Anbieter müssen bei mobilen Webseiten Vertrieb und Marketing selbst übernehmen. Ein Grund, doch auf Apps zu setzen?
Absolut. Für kostenpflichtige Apps wie zum Beispiel Spiele führt kein Weg an den Download-Plattformen vorbei. Der Nutzen für die Promotion, Distribution und das Payment ist einfach zu gross.
Microsoft kann an klassischen Apps mitverdienen, weil diese im Market Place angeboten werden. Fördert der Konzern deshalb diese Variante?

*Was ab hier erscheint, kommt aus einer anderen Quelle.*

use crate::{board::GameState, types::*};

/// The eight rays cast from the king, orthogonals first.
const RAYS: [Direction; 8] = [
    ORTHOGONAL[0],
    ORTHOGONAL[1],
    ORTHOGONAL[2],
    ORTHOGONAL[3],
    DIAGONAL[0],
    DIAGONAL[1],
    DIAGONAL[2],
    DIAGONAL[3],
];

/// Legal moves for a position the caller does not want touched.
/// Clones the state once and delegates to [`GameState::get_valid_moves`].
pub fn legal_moves(state: &GameState) -> Vec<Move> {
    let mut tmp = state.clone();
    tmp.get_valid_moves()
}

/// Whether a piece restricted to `pin` may travel along `d`.
fn along_pin(pin: Option<Direction>, d: Direction) -> bool {
    pin.is_none_or(|p| p == d || p == (-d.0, -d.1))
}

impl GameState {
    /// All legal moves for the side to move.
    ///
    /// Refreshes `in_check`, `pins` and `checks` first. An empty result means
    /// checkmate when `in_check` is set and stalemate otherwise; telling the two
    /// apart is left to the caller.
    pub fn get_valid_moves(&mut self) -> Vec<Move> {
        let (in_check, pins, checks) = self.check_for_pins_and_checks();
        self.in_check = in_check;
        self.pins = pins;
        self.checks = checks;

        let us = self.side_to_move;
        let king = self.king_location(us);
        let mut moves = Vec::with_capacity(64);

        if self.in_check {
            if let &[check] = self.checks.as_slice() {
                self.push_all_possible_moves(&mut moves);
                let valid_squares = self.check_block_squares(king, check);
                moves.retain(|m| {
                    m.piece_moved.kind == PieceKind::King
                        || valid_squares.contains(&m.end)
                        || (m.is_enpassant && m.captured_square() == Some(check.square))
                });
            } else {
                // Double check: only the king can answer.
                self.get_king_moves(king, &mut moves);
                self.pins.clear();
            }
        } else {
            self.push_all_possible_moves(&mut moves);
        }

        self.get_castle_moves(king, &mut moves);
        moves
    }

    /// Pseudo-legal moves for every piece of the side to move, scanned row by row.
    /// Pins are rescanned for the current position and honoured.
    pub fn get_all_possible_moves(&mut self) -> Vec<Move> {
        self.pins = self.check_for_pins_and_checks().1;
        let mut moves = Vec::with_capacity(64);
        self.push_all_possible_moves(&mut moves);
        moves
    }

    fn push_all_possible_moves(&mut self, moves: &mut Vec<Move>) {
        for row in 0..8u8 {
            for col in 0..8u8 {
                let from = Square::new(col, row);
                let Some(pc) = self.piece_at(from) else {
                    continue;
                };
                if pc.color != self.side_to_move {
                    continue;
                }
                match pc.kind {
                    PieceKind::Pawn => self.get_pawn_moves(from, moves),
                    PieceKind::Knight => self.get_knight_moves(from, moves),
                    PieceKind::Bishop => self.get_bishop_moves(from, moves),
                    PieceKind::Rook => self.get_rook_moves(from, moves),
                    PieceKind::Queen => self.get_queen_moves(from, moves),
                    PieceKind::King => self.get_king_moves(from, moves),
                }
            }
        }
    }

    /// Squares a non-king move may land on to answer a single check: those
    /// between king and checker, plus the checker itself. Knights can't be blocked.
    fn check_block_squares(&self, king: Square, check: Check) -> Vec<Square> {
        let checker = self.piece_at(check.square);
        if checker.is_some_and(|pc| pc.kind == PieceKind::Knight) {
            return vec![check.square];
        }
        let mut squares = Vec::with_capacity(7);
        let (dc, dr) = check.direction;
        let mut cur = king.offset(dc, dr);
        while let Some(s) = cur {
            squares.push(s);
            if s == check.square {
                break;
            }
            cur = s.offset(dc, dr);
        }
        squares
    }

    /// Scan outward from the king of the side to move.
    ///
    /// Returns whether it is in check, the friendly pieces pinned against it, and
    /// every enemy piece giving check. The king's own square is looked through,
    /// so the scan stays correct while `get_king_moves` probes a relocated king.
    pub fn check_for_pins_and_checks(&self) -> (bool, Vec<Pin>, Vec<Check>) {
        let us = self.side_to_move;
        let king = self.king_location(us);
        let mut pins = Vec::new();
        let mut checks = Vec::new();
        let mut in_check = false;

        for (j, &d) in RAYS.iter().enumerate() {
            let orthogonal = j < 4;
            let mut possible_pin: Option<Pin> = None;
            let mut distance = 0;
            let mut cur = king.offset(d.0, d.1);
            while let Some(s) = cur {
                distance += 1;
                match self.piece_at(s) {
                    Some(pc) if pc.color == us && pc.kind != PieceKind::King => {
                        if possible_pin.is_some() {
                            // Two friendly pieces: nothing can pin or check through them.
                            break;
                        }
                        possible_pin = Some(Pin {
                            square: s,
                            direction: d,
                        });
                    }
                    Some(pc) if pc.color != us => {
                        let attacks = match pc.kind {
                            PieceKind::Rook => orthogonal,
                            PieceKind::Bishop => !orthogonal,
                            PieceKind::Queen => true,
                            PieceKind::Pawn => {
                                distance == 1 && !orthogonal && d.1 == us.forward()
                            }
                            PieceKind::King => distance == 1,
                            PieceKind::Knight => false,
                        };
                        if attacks {
                            match possible_pin {
                                Some(pin) => pins.push(pin),
                                None => {
                                    in_check = true;
                                    checks.push(Check {
                                        square: s,
                                        direction: d,
                                    });
                                }
                            }
                        }
                        break;
                    }
                    _ => {}
                }
                cur = s.offset(d.0, d.1);
            }
        }

        for (dc, dr) in KNIGHT_JUMPS {
            if let Some(s) = king.offset(dc, dr)
                && self
                    .piece_at(s)
                    .is_some_and(|pc| pc.color != us && pc.kind == PieceKind::Knight)
            {
                in_check = true;
                checks.push(Check {
                    square: s,
                    direction: (dc, dr),
                });
            }
        }

        (in_check, pins, checks)
    }

    /// Remove and return the pin direction recorded for `sq`, if any.
    fn take_pin(&mut self, sq: Square) -> Option<Direction> {
        let i = self.pins.iter().rposition(|p| p.square == sq)?;
        Some(self.pins.remove(i).direction)
    }

    fn get_pawn_moves(&mut self, from: Square, moves: &mut Vec<Move>) {
        let pin = self.take_pin(from);
        let us = self.side_to_move;
        let pawn = Piece::new(us, PieceKind::Pawn);
        let fwd = us.forward();

        if let Some(one) = from.offset(0, fwd)
            && self.piece_at(one).is_none()
            && along_pin(pin, (0, fwd))
        {
            moves.push(Move::regular(from, one, pawn, &self.board));
            if from.row == us.pawn_rank()
                && let Some(two) = from.offset(0, 2 * fwd)
                && self.piece_at(two).is_none()
            {
                moves.push(Move::regular(from, two, pawn, &self.board));
            }
        }

        for dc in [-1, 1] {
            let Some(to) = from.offset(dc, fwd) else {
                continue;
            };
            if !along_pin(pin, (dc, fwd)) {
                continue;
            }
            match self.piece_at(to) {
                Some(pc) if pc.color != us => {
                    moves.push(Move::regular(from, to, pawn, &self.board));
                }
                None if self.enpassant_possible == Some(to) => {
                    let beside = Square::new(to.col, from.row);
                    let victim = Piece::new(us.other(), PieceKind::Pawn);
                    if self.piece_at(beside) == Some(victim)
                        && !self.en_passant_exposes_king(from, to, beside)
                    {
                        moves.push(Move::en_passant(from, to, pawn));
                    }
                }
                _ => {}
            }
        }
    }

    /// En passant empties two squares on one rank at once, which the pin scan
    /// cannot see. Try it on the board and look for an attack on the king.
    fn en_passant_exposes_king(&mut self, from: Square, to: Square, captured: Square) -> bool {
        let pawn = self.piece_at(from);
        let victim = self.piece_at(captured);
        self.set_piece(from, None);
        self.set_piece(captured, None);
        self.set_piece(to, pawn);

        let us = self.side_to_move;
        let exposed = self.is_square_attacked(self.king_location(us), us.other());

        self.set_piece(to, None);
        self.set_piece(captured, victim);
        self.set_piece(from, pawn);
        exposed
    }

    fn get_knight_moves(&mut self, from: Square, moves: &mut Vec<Move>) {
        // A knight never stays on its pin line.
        if self.take_pin(from).is_some() {
            return;
        }
        let us = self.side_to_move;
        let knight = Piece::new(us, PieceKind::Knight);
        for (dc, dr) in KNIGHT_JUMPS {
            if let Some(to) = from.offset(dc, dr)
                && self.piece_at(to).is_none_or(|pc| pc.color != us)
            {
                moves.push(Move::regular(from, to, knight, &self.board));
            }
        }
    }

    fn get_bishop_moves(&mut self, from: Square, moves: &mut Vec<Move>) {
        let pin = self.take_pin(from);
        self.push_slider_moves(from, &DIAGONAL, pin, moves);
    }

    fn get_rook_moves(&mut self, from: Square, moves: &mut Vec<Move>) {
        let pin = self.take_pin(from);
        self.push_slider_moves(from, &ORTHOGONAL, pin, moves);
    }

    /// Rook plus bishop rays; the pin entry is consumed once for both.
    fn get_queen_moves(&mut self, from: Square, moves: &mut Vec<Move>) {
        let pin = self.take_pin(from);
        self.push_slider_moves(from, &DIAGONAL, pin, moves);
        self.push_slider_moves(from, &ORTHOGONAL, pin, moves);
    }

    fn push_slider_moves(
        &self,
        from: Square,
        dirs: &[Direction],
        pin: Option<Direction>,
        moves: &mut Vec<Move>,
    ) {
        let Some(slider) = self.piece_at(from) else {
            return;
        };
        for &(dc, dr) in dirs {
            if !along_pin(pin, (dc, dr)) {
                continue;
            }
            let mut cur = from.offset(dc, dr);
            while let Some(to) = cur {
                match self.piece_at(to) {
                    None => moves.push(Move::regular(from, to, slider, &self.board)),
                    Some(pc) if pc.color != slider.color => {
                        moves.push(Move::regular(from, to, slider, &self.board));
                        break;
                    }
                    _ => break,
                }
                cur = to.offset(dc, dr);
            }
        }
    }

    /// King steps, each tried by moving the cached king location and rescanning.
    /// The board itself is not touched, and the location is restored afterwards.
    fn get_king_moves(&mut self, from: Square, moves: &mut Vec<Move>) {
        let us = self.side_to_move;
        let king = Piece::new(us, PieceKind::King);
        for (dc, dr) in KING_STEPS {
            let Some(to) = from.offset(dc, dr) else {
                continue;
            };
            if self.piece_at(to).is_some_and(|pc| pc.color == us) {
                continue;
            }
            self.set_king_location(us, to);
            let (in_check, _, _) = self.check_for_pins_and_checks();
            if !in_check {
                moves.push(Move::regular(from, to, king, &self.board));
            }
            self.set_king_location(us, from);
        }
    }

    /// Castles need the right, the king on its home square and out of check,
    /// an empty path to the rook, and unattacked transit squares. The b-file
    /// square on the queenside only has to be empty.
    fn get_castle_moves(&self, king_sq: Square, moves: &mut Vec<Move>) {
        let us = self.side_to_move;
        let row = us.back_rank();
        if king_sq != Square::new(4, row) || self.square_under_attack(king_sq) {
            return;
        }
        let king = Piece::new(us, PieceKind::King);
        let rook = Some(Piece::new(us, PieceKind::Rook));
        let empty = |cols: &[u8]| {
            cols.iter()
                .all(|&c| self.piece_at(Square::new(c, row)).is_none())
        };
        let safe = |cols: &[u8]| {
            cols.iter()
                .all(|&c| !self.square_under_attack(Square::new(c, row)))
        };

        if self.castle_rights.kingside(us)
            && self.piece_at(Square::new(7, row)) == rook
            && empty(&[5, 6])
            && safe(&[5, 6])
        {
            moves.push(Move::castle(king_sq, Square::new(6, row), king));
        }
        if self.castle_rights.queenside(us)
            && self.piece_at(Square::new(0, row)) == rook
            && empty(&[1, 2, 3])
            && safe(&[2, 3])
        {
            moves.push(Move::castle(king_sq, Square::new(2, row), king));
        }
    }
}

#[cfg(test)]
#[path = "movegen_tests.rs"]
mod movegen_tests;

Nein. Microsoft bietet ja neben der Download-Plattform für Apps auch Serverprodukte und Entwicklungswerkzeuge für mobile Webseiten an. Kunden und Partner sollen auch in Zukunft die technische Architektur und das Vertriebsmodell ganz den jeweiligen Anforderungen anpassen. Microsoft wird auch weiterhin klassische Apps wie mobile Webseiten gleichermassen unterstützen und fördern. Zudem hat im neuen Windows-8-Store der Anbieter die Möglichkeit, neben dem von Microsoft zur Verfügung gestellten Zahlungsmechanismus auch einen eigenen Service für In-App-Verkäufe zu verwenden und so den gesamten Umsatz für sich zu behalten.